I must say I'm still not sure I get what she means by nomological machine. She makes a "strong claim" in "The Dappled World" that behind every regularity in the world is a nomological machine. Let's say we are in Switzerland where trains are highly reliable. The matching of the trains to the schedule is a nomological machine? I suppose it is. And the fact that my car (usually) works is a nomological machine. And atoms are nomological machines. And proteins are nomological machines. And a market is a nomological machine. And a beam of light is a nomological machine.
Anyway, just to remind that getting into certain details can be demotivating if one gets stuck in them, but if a topic actually relates to the world and the way things really work, then understanding it will lead to more tools and more clarity in the end. Which is to say that previously, reading this made me shut down certain ways of thinking, but now I find it mainly adds.
Apparently Philip Anderson may have had some trouble following "Dappled World" as well.
I just read Anderson's review (see here). Wow, that's pretty intense. He refers a lot to the feeling he gets about it. "One gets the feeling" he states a lot, without actually quoting many passages, or covering arguments. I must admit, that I sometimes had these same "feelings". But reading more closely, I often found that Cartwright was saying something more precise and more interesting than I initially thought.
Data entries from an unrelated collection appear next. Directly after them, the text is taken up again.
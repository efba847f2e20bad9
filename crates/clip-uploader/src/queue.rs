//! Bounded, persisted upload queue

use std::collections::VecDeque;
use std::fs;
use std::path::{Path, PathBuf};

use chrono::{DateTime, Utc};
use serde::{Deserialize, Serialize};
use tracing::{debug, info, warn};

use crate::UploadError;

/// Queue file format version
pub const QUEUE_FILE_VERSION: u32 = 1;

/// One clip waiting for upload
#[derive(Debug, Clone, PartialEq, Serialize, Deserialize)]
pub struct ClipQueueEntry {
    pub clip_path: PathBuf,
    pub detection_id: String,
    /// Failed attempts so far
    pub retry_count: u32,
    /// Earliest time of the next attempt (Unix seconds on disk)
    #[serde(with = "chrono::serde::ts_seconds")]
    pub next_retry_time: DateTime<Utc>,
    #[serde(with = "chrono::serde::ts_seconds")]
    pub queued_time: DateTime<Utc>,
}

impl ClipQueueEntry {
    pub fn new(clip_path: impl Into<PathBuf>, detection_id: impl Into<String>, now: DateTime<Utc>) -> Self {
        Self {
            clip_path: clip_path.into(),
            detection_id: detection_id.into(),
            retry_count: 0,
            next_retry_time: now,
            queued_time: now,
        }
    }

    pub fn is_due(&self, now: DateTime<Utc>) -> bool {
        self.next_retry_time <= now
    }
}

#[derive(Serialize, Deserialize)]
struct QueueFile {
    version: u32,
    entries: Vec<ClipQueueEntry>,
}

/// FIFO of pending clips, oldest first
#[derive(Debug, Clone)]
pub struct ClipQueue {
    entries: VecDeque<ClipQueueEntry>,
    capacity: usize,
}

impl ClipQueue {
    pub fn new(capacity: usize) -> Self {
        Self {
            entries: VecDeque::with_capacity(capacity),
            capacity: capacity.max(1),
        }
    }

    /// Read a queue file. A missing or unreadable file gives an empty queue.
    pub fn load(path: &Path, capacity: usize) -> Self {
        let mut queue = Self::new(capacity);

        let contents = match fs::read_to_string(path) {
            Ok(contents) => contents,
            Err(_) => {
                debug!("No queue file at {}", path.display());
                return queue;
            }
        };

        let file: QueueFile = match serde_json::from_str(&contents) {
            Ok(file) => file,
            Err(e) => {
                warn!("Failed to parse queue file {}: {}", path.display(), e);
                return queue;
            }
        };
        if file.version != QUEUE_FILE_VERSION {
            warn!(
                "Queue file version {} (expected {}), loading anyway",
                file.version, QUEUE_FILE_VERSION
            );
        }

        let mut entries = file.entries;
        entries.sort_by_key(|e| e.queued_time);
        for entry in entries {
            queue.push(entry);
        }
        info!("Loaded {} clips from queue file", queue.len());
        queue
    }

    /// Write atomically (temp file + rename)
    pub fn save(&self, path: &Path) -> Result<(), UploadError> {
        let file = QueueFile {
            version: QUEUE_FILE_VERSION,
            entries: self.entries.iter().cloned().collect(),
        };
        let json = serde_json::to_string_pretty(&file)?;

        if let Some(dir) = path.parent() {
            fs::create_dir_all(dir)?;
        }
        let tmp = path.with_extension("json.tmp");
        fs::write(&tmp, json)?;
        fs::rename(&tmp, path)?;
        debug!("Queue persisted ({} entries)", self.entries.len());
        Ok(())
    }

    /// Append an entry.
    ///
    /// Returns `Ok(Some(dropped))` when the queue was full and the oldest
    /// entry had to go, `Err(entry)` when the clip is already queued.
    pub fn push(&mut self, entry: ClipQueueEntry) -> Result<Option<ClipQueueEntry>, ClipQueueEntry> {
        if self.contains(&entry.clip_path) {
            return Err(entry);
        }
        let dropped = if self.entries.len() >= self.capacity {
            self.entries.pop_front()
        } else {
            None
        };
        self.entries.push_back(entry);
        Ok(dropped)
    }

    /// Oldest-queued entry whose retry time has come; later ones are not
    /// held up by an earlier entry still backing off
    pub fn next_due(&self, now: DateTime<Utc>) -> Option<&ClipQueueEntry> {
        self.entries
            .iter()
            .filter(|e| e.is_due(now))
            .min_by_key(|e| e.queued_time)
    }

    pub fn get_mut(&mut self, clip_path: &Path) -> Option<&mut ClipQueueEntry> {
        self.entries.iter_mut().find(|e| e.clip_path == clip_path)
    }

    pub fn remove(&mut self, clip_path: &Path) -> Option<ClipQueueEntry> {
        let idx = self.entries.iter().position(|e| e.clip_path == clip_path)?;
        self.entries.remove(idx)
    }

    pub fn contains(&self, clip_path: &Path) -> bool {
        self.entries.iter().any(|e| e.clip_path == clip_path)
    }

    pub fn iter(&self) -> impl Iterator<Item = &ClipQueueEntry> {
        self.entries.iter()
    }

    pub fn len(&self) -> usize {
        self.entries.len()
    }

    pub fn is_empty(&self) -> bool {
        self.entries.is_empty()
    }

    pub fn capacity(&self) -> usize {
        self.capacity
    }

    pub fn clear(&mut self) {
        self.entries.clear();
    }
}
//! Pixel/angle conversion

use std::path::{Path, PathBuf};
use std::sync::{Mutex, MutexGuard};

use chrono::Utc;
use serde::Serialize;
use tracing::{debug, info, warn};

use crate::calibration::{CalibrationData, CalibrationPoint, CameraParams};
use crate::MapperError;

/// Maximum stored calibration points
pub const MAX_CALIBRATION_POINTS: usize = 4;

/// Pan/tilt angles (degrees)
#[derive(Debug, Clone, Copy, PartialEq, Serialize)]
pub struct ServoAngles {
    pub pan_deg: f32,
    pub tilt_deg: f32,
}

#[derive(Debug, Clone, Copy, PartialEq)]
pub struct PixelCoord {
    pub x: f32,
    pub y: f32,
}

/// Mapper statistics
#[derive(Debug, Clone, Default, Serialize)]
pub struct MapperStats {
    pub map_count: u64,
    pub out_of_bounds_count: u64,
}

struct Inner {
    calibration: CalibrationData,
    points: Vec<CalibrationPoint>,
    stats: MapperStats,
}

/// Pixel to servo angle mapper.
///
/// Owns the calibration. It is loaded once at startup and only changes
/// through [`calibrate`](Self::calibrate) / [`compute_calibration`](Self::compute_calibration).
pub struct CoordinateMapper {
    path: Option<PathBuf>,
    inner: Mutex<Inner>,
}

impl CoordinateMapper {
    /// Mapper with default calibration and no persistence
    pub fn new(camera: CameraParams) -> Self {
        Self::with_calibration(
            CalibrationData {
                camera,
                ..Default::default()
            },
            None,
        )
    }

    /// Load calibration from `path`, falling back to defaults
    pub fn load(path: impl AsRef<Path>, camera: CameraParams) -> Self {
        let path = path.as_ref().to_path_buf();
        let mut calibration = CalibrationData::load_or_default(&path);
        if calibration.camera != camera {
            debug!("Camera parameters differ from calibration file, using live values");
            calibration.camera = camera;
        }
        Self::with_calibration(calibration, Some(path))
    }

    fn with_calibration(calibration: CalibrationData, path: Option<PathBuf>) -> Self {
        Self {
            path,
            inner: Mutex::new(Inner {
                calibration,
                points: Vec::with_capacity(MAX_CALIBRATION_POINTS),
                stats: MapperStats::default(),
            }),
        }
    }

    /// Map a pixel in a `frame_width` x `frame_height` frame to calibrated servo angles
    pub fn map_to_servo_angles(
        &self,
        x: f32,
        y: f32,
        frame_width: u32,
        frame_height: u32,
    ) -> Result<ServoAngles, MapperError> {
        if frame_width == 0 || frame_height == 0 {
            return Err(MapperError::InvalidFrame {
                width: frame_width,
                height: frame_height,
            });
        }

        let mut inner = self.lock()?;
        if x < 0.0 || y < 0.0 || x >= frame_width as f32 || y >= frame_height as f32 {
            inner.stats.out_of_bounds_count += 1;
            debug!("Pixel ({:.1}, {:.1}) outside {}x{} frame", x, y, frame_width, frame_height);
        }
        inner.stats.map_count += 1;

        let norm_x = x / frame_width as f32 - 0.5;
        let norm_y = y / frame_height as f32 - 0.5;
        Ok(apply(&inner.calibration, raw_angles(&inner.calibration.camera, norm_x, norm_y)))
    }

    /// Map a pixel in the camera's native resolution
    pub fn pixel_to_angle(&self, pixel: PixelCoord) -> Result<ServoAngles, MapperError> {
        let camera = self.camera()?;
        self.map_to_servo_angles(pixel.x, pixel.y, camera.width, camera.height)
    }

    /// Map a normalized `[0, 1]` frame position
    pub fn map_normalized(&self, x: f32, y: f32) -> Result<ServoAngles, MapperError> {
        let camera = self.camera()?;
        self.map_to_servo_angles(
            x * camera.width as f32,
            y * camera.height as f32,
            camera.width,
            camera.height,
        )
    }

    /// Inverse mapping, in the camera's native resolution
    pub fn angle_to_pixel(&self, angles: ServoAngles) -> Result<PixelCoord, MapperError> {
        let inner = self.lock()?;
        let cal = &inner.calibration;
        let raw_pan = (angles.pan_deg - cal.offset_pan_deg) / cal.scale_pan;
        let raw_tilt = (angles.tilt_deg - cal.offset_tilt_deg) / cal.scale_tilt;

        let norm_x = raw_pan / cal.camera.fov_h_deg;
        let norm_y = -raw_tilt / cal.camera.fov_v_deg;
        Ok(PixelCoord {
            x: (norm_x + 0.5) * cal.camera.width as f32,
            y: (norm_y + 0.5) * cal.camera.height as f32,
        })
    }

    /// Record a marker observation for the next [`compute_calibration`](Self::compute_calibration)
    pub fn add_point(&self, point: CalibrationPoint) -> Result<usize, MapperError> {
        let mut inner = self.lock()?;
        if inner.points.len() >= MAX_CALIBRATION_POINTS {
            return Err(MapperError::TooManyPoints(MAX_CALIBRATION_POINTS));
        }
        inner.points.push(point);
        Ok(inner.points.len())
    }

    pub fn clear_points(&self) -> Result<(), MapperError> {
        self.lock()?.points.clear();
        Ok(())
    }

    /// Derive offsets from the recorded points and persist them.
    ///
    /// `offset = measured - predicted` per axis, averaged over points, with
    /// unit scale.
    pub fn compute_calibration(&self) -> Result<CalibrationData, MapperError> {
        let calibration = {
            let mut inner = self.lock()?;
            if inner.points.is_empty() {
                warn!("Need at least 1 calibration point");
                return Err(MapperError::NoCalibrationPoints);
            }

            let camera = inner.calibration.camera;
            let count = inner.points.len() as f32;
            let (sum_pan, sum_tilt) = inner.points.iter().fold((0.0, 0.0), |(pan, tilt), p| {
                let norm_x = p.pixel_x / camera.width as f32 - 0.5;
                let norm_y = p.pixel_y / camera.height as f32 - 0.5;
                let predicted = raw_angles(&camera, norm_x, norm_y);
                (pan + p.pan_deg - predicted.pan_deg, tilt + p.tilt_deg - predicted.tilt_deg)
            });

            inner.calibration = CalibrationData {
                offset_pan_deg: sum_pan / count,
                offset_tilt_deg: sum_tilt / count,
                scale_pan: 1.0,
                scale_tilt: 1.0,
                timestamp: Some(Utc::now()),
                camera,
            };
            inner.points.clear();
            inner.calibration.clone()
        };

        info!(
            "Calibration computed: offset=({:.2}, {:.2})",
            calibration.offset_pan_deg, calibration.offset_tilt_deg
        );
        self.persist(&calibration)?;
        Ok(calibration)
    }

    /// One-shot calibration from a set of marker observations
    pub fn calibrate(&self, points: &[CalibrationPoint]) -> Result<CalibrationData, MapperError> {
        self.clear_points()?;
        for point in points {
            self.add_point(*point)?;
        }
        self.compute_calibration()
    }

    /// Back to zero offset and unit scale, persisted
    pub fn reset_calibration(&self) -> Result<(), MapperError> {
        let calibration = {
            let mut inner = self.lock()?;
            inner.calibration = CalibrationData {
                camera: inner.calibration.camera,
                ..Default::default()
            };
            inner.points.clear();
            inner.calibration.clone()
        };
        info!("Calibration reset to defaults");
        self.persist(&calibration)
    }

    pub fn calibration(&self) -> Result<CalibrationData, MapperError> {
        Ok(self.lock()?.calibration.clone())
    }

    pub fn camera(&self) -> Result<CameraParams, MapperError> {
        Ok(self.lock()?.calibration.camera)
    }

    pub fn stats(&self) -> Result<MapperStats, MapperError> {
        Ok(self.lock()?.stats.clone())
    }

    fn persist(&self, calibration: &CalibrationData) -> Result<(), MapperError> {
        match &self.path {
            Some(path) => calibration.save(path),
            None => Ok(()),
        }
    }

    fn lock(&self) -> Result<MutexGuard<'_, Inner>, MapperError> {
        self.inner
            .lock()
            .map_err(|e| MapperError::Lock(format!("Lock error: {}", e)))
    }
}

/// Uncalibrated angles for a position normalized to `[-0.5, 0.5]`.
/// Right is positive pan, image-down is negative tilt.
fn raw_angles(camera: &CameraParams, norm_x: f32, norm_y: f32) -> ServoAngles {
    ServoAngles {
        pan_deg: norm_x * camera.fov_h_deg,
        tilt_deg: -norm_y * camera.fov_v_deg,
    }
}

fn apply(calibration: &CalibrationData, raw: ServoAngles) -> ServoAngles {
    ServoAngles {
        pan_deg: raw.pan_deg * calibration.scale_pan + calibration.offset_pan_deg,
        tilt_deg: raw.tilt_deg * calibration.scale_tilt + calibration.offset_tilt_deg,
    }
}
Here are other reviews of The Dappled World.
Finally, once one digests some of the seemingly right arguments, one would like to see engagement of other authors. Here's some essays doing this. In particular, I'd like to understand this one by Carl Hoefer in defense of "fundamentalism". He concludes with
To engineers and experimentalists, I commend Cartwright’s philosophy of science wholeheartedly. But I hope to have made space for theoreticians and philosophers of physics to keep their faith in a world with fundamental physical laws.As a quick summary of Hoefer's article, he says that one can keep the fundamentalist approach but deny that some kinds of reductionism may be possible. What I wonder then is about the terminology of laws. Cartwright already says that we learn about capacities. I'd assume that the hydrogen atom in the dewar and the hydrogen atom in the hallway and the hydrogren atom in a distant galaxy all have the same capacities. (It does seem a bit odd to say that a hydrogen atom has the capacity to form the states specified by the Shroedinger equation with the central force potential term in its Hamiltonian, but maybe this is just what one must say.) I guess the question to address is how to relate such facts to programs in which we take electrodynamics, quantum mechanics, fluid mechanics, thermal physics, statistical mechanics, etc. and try to say that in some sense these theories "govern" matter.
Another way to get at the question is to take this fact about hydrogen seriously and see how much it says. Using the capacity language, we say that we know the capacities of hydrogen atoms, and also that we find hydrogen atoms all of the place. And less us take it a step further, and say we know the capacities of molecules, and that we also find these things all over the place. Is physics the domain that is responsible for such knowledge? Its certainly a good part of it, but I think its reasonable to say that the methods and ideas of chemistry are also involved in this knowledge. So I'd need to understand a little better what is meant by a law in the expression "fundamental law" to see if it captures the knowledge we have about the atomic and molecular basis of matter.